#### PROMPT:
Go through the data below and copy each line where the word "UnboundedSender" occurs.

Stored data entries:

>>>

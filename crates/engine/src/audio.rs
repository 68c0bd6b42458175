use crate::error::MediaError;
use tokio::sync::mpsc;
use tracing::debug;

/// Identifies one source binding. Every load bumps it, so callbacks carrying
/// an older value belong to media that is no longer active.
pub type Generation = u64;

/// Callbacks from the audio engine, tagged with the generation they belong to.
#[derive(Debug, Clone, PartialEq)]
pub enum AudioEvent {
    Prepared {
        generation: Generation,
        duration_ms: Option<u64>,
    },
    Position {
        generation: Generation,
        position_ms: u64,
    },
    Completed {
        generation: Generation,
    },
    Failed {
        generation: Generation,
        reason: String,
    },
}

impl AudioEvent {
    pub fn generation(&self) -> Generation {
        match self {
            AudioEvent::Prepared { generation, .. }
            | AudioEvent::Position { generation, .. }
            | AudioEvent::Completed { generation }
            | AudioEvent::Failed { generation, .. } => *generation,
        }
    }
}

pub type AudioEventSender = mpsc::UnboundedSender<AudioEvent>;
pub type AudioEventReceiver = mpsc::UnboundedReceiver<AudioEvent>;

pub fn audio_event_channel() -> (AudioEventSender, AudioEventReceiver) {
    mpsc::unbounded_channel()
}

/// The platform media primitive. `load` must not block: preparation finishes
/// later with an `AudioEvent::Prepared` or `AudioEvent::Failed`.
pub trait AudioSink: Send {
    fn name(&self) -> &'static str;
    fn load(&mut self, url: &str, generation: Generation) -> Result<(), MediaError>;
    fn start(&mut self) -> Result<(), MediaError>;
    fn pause(&mut self) -> Result<(), MediaError>;
    fn stop(&mut self);
    fn seek(&mut self, position_ms: u64) -> Result<(), MediaError>;
    fn set_looping(&mut self, looping: bool);
    fn release(&mut self);
}

/// Prepares every source instantly with an unknown duration.
pub struct NullSink {
    events: AudioEventSender,
    released: bool,
}

impl NullSink {
    pub fn new(events: AudioEventSender) -> Self {
        Self {
            events,
            released: false,
        }
    }
}

impl AudioSink for NullSink {
    fn name(&self) -> &'static str {
        "null"
    }

    fn load(&mut self, url: &str, generation: Generation) -> Result<(), MediaError> {
        if self.released {
            return Err(MediaError::Released);
        }
        debug!(url, generation, "null sink load");
        let _ = self.events.send(AudioEvent::Prepared {
            generation,
            duration_ms: None,
        });
        Ok(())
    }

    fn start(&mut self) -> Result<(), MediaError> {
        if self.released {
            return Err(MediaError::Released);
        }
        Ok(())
    }

    fn pause(&mut self) -> Result<(), MediaError> {
        Ok(())
    }

    fn stop(&mut self) {}

    fn seek(&mut self, _position_ms: u64) -> Result<(), MediaError> {
        Ok(())
    }

    fn set_looping(&mut self, _looping: bool) {}

    fn release(&mut self) {
        self.released = true;
    }
}
pub mod audio;
pub mod coordinator;
pub mod error;
pub mod player;
pub mod queue;

pub use audio::{
    audio_event_channel, AudioEvent, AudioEventReceiver, AudioEventSender, AudioSink, Generation,
    NullSink,
};
pub use coordinator::{spawn, Command, CoordinatorClosed, CoordinatorHandle};
pub use error::{MediaError, QueueError};
pub use player::{Player, PlayerState, Snapshot};
pub use queue::Queue;
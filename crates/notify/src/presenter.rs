use crate::art::ArtSource;
use crate::{NotificationEngine, NotificationView, NotifyAction};
use anyhow::{Context, Result};
use async_trait::async_trait;
use echoplay_engine::Snapshot;
use serde_json::json;
use std::sync::Arc;
use tokio::io::{AsyncWrite, AsyncWriteExt};
use tokio::sync::{mpsc, watch};
use tracing::{debug, info, warn};

/// Platform notification surface.
#[async_trait]
pub trait Presenter: Send {
    async fn start(&mut self, view: &NotificationView) -> Result<()>;
    async fn update(&mut self, view: &NotificationView) -> Result<()>;
    async fn dismiss(&mut self) -> Result<()>;
}

/// Writes one JSON object per notification change.
pub struct ConsolePresenter<W> {
    out: W,
}

impl<W> ConsolePresenter<W>
where
    W: AsyncWrite + Unpin + Send,
{
    pub fn new(out: W) -> Self {
        Self { out }
    }

    pub fn into_inner(self) -> W {
        self.out
    }

    async fn emit(&mut self, payload: serde_json::Value) -> Result<()> {
        let mut line = serde_json::to_vec(&payload).context("failed to encode notification")?;
        line.push(b'\n');
        self.out
            .write_all(&line)
            .await
            .context("failed to write notification")?;
        self.out.flush().await.context("failed to flush notification")
    }
}

#[async_trait]
impl<W> Presenter for ConsolePresenter<W>
where
    W: AsyncWrite + Unpin + Send,
{
    async fn start(&mut self, view: &NotificationView) -> Result<()> {
        self.emit(json!({ "cmd": "START_FOREGROUND", "view": view }))
            .await
    }

    async fn update(&mut self, view: &NotificationView) -> Result<()> {
        self.emit(json!({ "cmd": "NOTIFY", "view": view })).await
    }

    async fn dismiss(&mut self) -> Result<()> {
        self.emit(json!({ "cmd": "STOP_FOREGROUND" })).await
    }
}

type ArtResult = (String, Result<Vec<u8>>);

/// Follows coordinator snapshots until the coordinator goes away.
pub async fn run_presenter<P>(
    mut snapshots: watch::Receiver<Snapshot>,
    mut presenter: P,
    art: Arc<dyn ArtSource>,
    app_title: &str,
) where
    P: Presenter,
{
    let mut engine = NotificationEngine::new(app_title);
    let (art_tx, mut art_rx) = mpsc::unbounded_channel::<ArtResult>();

    let initial = snapshots.borrow_and_update().clone();
    let out = engine.update(&initial);
    if let Some(url) = out.fetch_art {
        spawn_art_fetch(art.clone(), url, art_tx.clone());
    }
    deliver(&mut presenter, out.action).await;

    info!("notification presenter started");

    loop {
        tokio::select! {
            changed = snapshots.changed() => {
                if changed.is_err() {
                    break;
                }
                let snapshot = snapshots.borrow_and_update().clone();
                let out = engine.update(&snapshot);
                if let Some(url) = out.fetch_art {
                    spawn_art_fetch(art.clone(), url, art_tx.clone());
                }
                deliver(&mut presenter, out.action).await;
            }
            Some((url, result)) = art_rx.recv() => match result {
                Ok(bytes) => {
                    debug!(url = %url, bytes = bytes.len(), "cover art loaded");
                    let action = engine.art_loaded(&url, bytes);
                    deliver(&mut presenter, action).await;
                }
                Err(err) => {
                    warn!(error=%err, url = %url, "cover art unavailable; showing notification without it");
                    engine.art_failed(&url);
                }
            }
        }
    }

    if engine.is_foreground() {
        deliver(&mut presenter, NotifyAction::Dismiss).await;
    }
    info!("notification presenter stopped");
}

fn spawn_art_fetch(art: Arc<dyn ArtSource>, url: String, tx: mpsc::UnboundedSender<ArtResult>) {
    tokio::spawn(async move {
        let result = art.fetch(&url).await;
        let _ = tx.send((url, result));
    });
}

async fn deliver<P: Presenter>(presenter: &mut P, action: NotifyAction) {
    let result = match &action {
        NotifyAction::Start(view) => presenter.start(view).await,
        NotifyAction::Update(view) => presenter.update(view).await,
        NotifyAction::Dismiss => presenter.dismiss().await,
        NotifyAction::None => return,
    };
    if let Err(err) = result {
        warn!(error=%err, "notification update failed");
    }
}

#[cfg(test)]
mod tests {
    use super::{run_presenter, ConsolePresenter, Presenter};
    use crate::art::ArtSource;
    use crate::{NotificationView, PlayPauseIcon};
    use anyhow::{anyhow, Result};
    use async_trait::async_trait;
    use echoplay_core::{QueueMode, Track};
    use echoplay_engine::{PlayerState, Snapshot};
    use std::sync::Arc;
    use std::time::Duration;
    use tokio::sync::{mpsc, watch};
    use tokio::time::timeout;

    #[derive(Debug)]
    enum Seen {
        Start(NotificationView),
        Update(NotificationView),
        Dismiss,
    }

    struct Recorder(mpsc::UnboundedSender<Seen>);

    #[async_trait]
    impl Presenter for Recorder {
        async fn start(&mut self, view: &NotificationView) -> Result<()> {
            let _ = self.0.send(Seen::Start(view.clone()));
            Ok(())
        }

        async fn update(&mut self, view: &NotificationView) -> Result<()> {
            let _ = self.0.send(Seen::Update(view.clone()));
            Ok(())
        }

        async fn dismiss(&mut self) -> Result<()> {
            let _ = self.0.send(Seen::Dismiss);
            Ok(())
        }
    }

    struct FixedArt;

    #[async_trait]
    impl ArtSource for FixedArt {
        async fn fetch(&self, url: &str) -> Result<Vec<u8>> {
            if url.ends_with("missing.jpg") {
                Err(anyhow!("404"))
            } else {
                Ok(vec![0xFF, 0xD8, 0xFF])
            }
        }
    }

    fn playing(id: i64, cover: &str) -> Snapshot {
        Snapshot {
            track: Some(Track {
                id,
                title: format!("Song {id}"),
                artist: "Artist".to_string(),
                cover_url: cover.to_string(),
                audio_url: format!("https://cdn.example/{id}.mp3"),
            }),
            state: PlayerState::Playing,
            is_playing: true,
            mode: Some(QueueMode::LinearPlaylist),
            queue_len: 2,
            cursor: Some(0),
            ..Snapshot::idle()
        }
    }

    async fn next(rx: &mut mpsc::UnboundedReceiver<Seen>) -> Seen {
        timeout(Duration::from_secs(2), rx.recv())
            .await
            .expect("presenter went quiet")
            .expect("presenter dropped")
    }

    #[tokio::test]
    async fn starts_then_adds_art_then_dismisses() {
        let (snap_tx, snap_rx) = watch::channel(Snapshot::idle());
        let (seen_tx, mut seen_rx) = mpsc::unbounded_channel();
        let task = tokio::spawn(async move {
            run_presenter(snap_rx, Recorder(seen_tx), Arc::new(FixedArt), "Echo Play").await
        });

        snap_tx.send(playing(1, "https://cdn.example/1.jpg")).unwrap();
        match next(&mut seen_rx).await {
            Seen::Start(view) => {
                assert_eq!(view.title, "Song 1");
                assert!(view.art.is_none());
                assert!(view.transport_enabled);
            }
            other => panic!("expected start, got {other:?}"),
        }
        match next(&mut seen_rx).await {
            Seen::Update(view) => {
                assert_eq!(view.art_url.as_deref(), Some("https://cdn.example/1.jpg"));
            }
            other => panic!("expected art update, got {other:?}"),
        }

        snap_tx.send(Snapshot::idle()).unwrap();
        assert!(matches!(next(&mut seen_rx).await, Seen::Dismiss));

        drop(snap_tx);
        timeout(Duration::from_secs(2), task)
            .await
            .expect("presenter did not stop")
            .unwrap();
    }

    #[tokio::test]
    async fn missing_art_keeps_notification_text() {
        let (snap_tx, snap_rx) = watch::channel(Snapshot::idle());
        let (seen_tx, mut seen_rx) = mpsc::unbounded_channel();
        let task = tokio::spawn(async move {
            run_presenter(snap_rx, Recorder(seen_tx), Arc::new(FixedArt), "Echo Play").await
        });

        snap_tx
            .send(playing(4, "https://cdn.example/missing.jpg"))
            .unwrap();
        assert!(matches!(next(&mut seen_rx).await, Seen::Start(_)));

        let mut paused = playing(4, "https://cdn.example/missing.jpg");
        paused.is_playing = false;
        paused.state = PlayerState::Paused;
        snap_tx.send(paused).unwrap();
        match next(&mut seen_rx).await {
            Seen::Update(view) => {
                assert_eq!(view.icon, PlayPauseIcon::Play);
                assert!(view.art_url.is_none());
            }
            other => panic!("expected update, got {other:?}"),
        }

        drop(snap_tx);
        timeout(Duration::from_secs(2), task)
            .await
            .expect("presenter did not stop")
            .unwrap();
        assert!(matches!(next(&mut seen_rx).await, Seen::Dismiss));
    }

    #[tokio::test]
    async fn attaching_mid_song_still_loads_its_cover() {
        let (snap_tx, snap_rx) = watch::channel(playing(2, "https://cdn.example/2.jpg"));
        let (seen_tx, mut seen_rx) = mpsc::unbounded_channel();
        let task = tokio::spawn(async move {
            run_presenter(snap_rx, Recorder(seen_tx), Arc::new(FixedArt), "Echo Play").await
        });

        assert!(matches!(next(&mut seen_rx).await, Seen::Start(_)));
        match next(&mut seen_rx).await {
            Seen::Update(view) => {
                assert_eq!(view.art_url.as_deref(), Some("https://cdn.example/2.jpg"));
                assert_eq!(view.art.map(|a| a.len()), Some(3));
            }
            other => panic!("expected art update, got {other:?}"),
        }

        drop(snap_tx);
        timeout(Duration::from_secs(2), task)
            .await
            .expect("presenter did not stop")
            .unwrap();
    }

    #[tokio::test]
    async fn console_presenter_writes_json_lines() {
        let mut presenter = ConsolePresenter::new(Vec::new());
        let view = NotificationView {
            title: "Song 1".to_string(),
            subtitle: "Artist".to_string(),
            is_playing: true,
            ongoing: true,
            icon: PlayPauseIcon::Pause,
            transport_enabled: false,
            art_url: None,
            art: None,
        };
        presenter.start(&view).await.unwrap();
        presenter.dismiss().await.unwrap();

        let out = String::from_utf8(presenter.into_inner()).unwrap();
        let lines: Vec<serde_json::Value> = out
            .lines()
            .map(|l| serde_json::from_str(l).unwrap())
            .collect();
        assert_eq!(lines.len(), 2);
        assert_eq!(lines[0]["cmd"], "START_FOREGROUND");
        assert_eq!(lines[0]["view"]["title"], "Song 1");
        assert_eq!(lines[0]["view"]["icon"], "pause");
        assert_eq!(lines[1]["cmd"], "STOP_FOREGROUND");
    }
}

<<<

#### EXERCISE OUTPUT:
pub type AudioEventSender = mpsc::UnboundedSender<AudioEvent>;
fn spawn_art_fetch(art: Arc<dyn ArtSource>, url: String, tx: mpsc::UnboundedSender<ArtResult>) {
    struct Recorder(mpsc::UnboundedSender<Seen>);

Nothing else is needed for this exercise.